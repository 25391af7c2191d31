//! # 解析器模块
//!
//! 这个模块包含在原文上就地重写 URL 引用的功能：
//!
//! - HTML 标签与属性的定位和重写（含 `srcset`、`style` 属性、`<style>` 块）
//! - CSS 中 `url()` 与 `@import` 的定位和重写
//!
//! 两个重写器都只替换引用本身，其余字节原样复制。替换值由调用方通过
//! [`LinkResolver`] 提供。
//!
//! # 模块组织
//!
//! - `html` - HTML 扫描、属性解码、`srcset` 解析
//! - `css` - CSS 样式表与声明列表的 URL 重写

pub mod css;
pub mod html;

// Re-export commonly used items for convenience
pub use css::rewrite_css;
pub use html::{parse_srcset, rewrite_html, rewrite_srcset, SrcSetItem};

/// Decides what a URL reference found in a document is replaced with
pub trait LinkResolver {
    /// Replacement for `reference`, or `None` to leave it untouched
    fn substitute(&mut self, reference: &str) -> Option<String>;

    /// Called for `<base href>`; later references are relative to it
    fn set_base(&mut self, _href: &str) {}
}

impl<F> LinkResolver for F
where
    F: FnMut(&str) -> Option<String>,
{
    fn substitute(&mut self, reference: &str) -> Option<String> {
        self(reference)
    }
}

/// Replacement of the byte range `start..end` of a source text
#[derive(Debug)]
pub(crate) struct Edit {
    pub start: usize,
    pub end: usize,
    pub replacement: String,
}

/// Splices ordered, non-overlapping edits into `source`
pub(crate) fn apply_edits(source: &str, edits: Vec<Edit>) -> String {
    if edits.is_empty() {
        return source.to_string();
    }

    let mut result = String::with_capacity(source.len());
    let mut copied = 0;

    for edit in edits {
        if edit.start < copied {
            continue;
        }
        result.push_str(&source[copied..edit.start]);
        result.push_str(&edit.replacement);
        copied = edit.end;
    }
    result.push_str(&source[copied..]);

    result
}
──────
The task: In the listing above, find the line with "pub mod html;" and the line with "leave it untouched". Output those two lines and every line between them, exactly as written.

Task output:
pub mod html;

// Re-export commonly used items for convenience
pub use css::rewrite_css;
pub use html::{parse_srcset, rewrite_html, rewrite_srcset, SrcSetItem};

/// Decides what a URL reference found in a document is replaced with
pub trait LinkResolver {
    /// Replacement for `reference`, or `None` to leave it untouched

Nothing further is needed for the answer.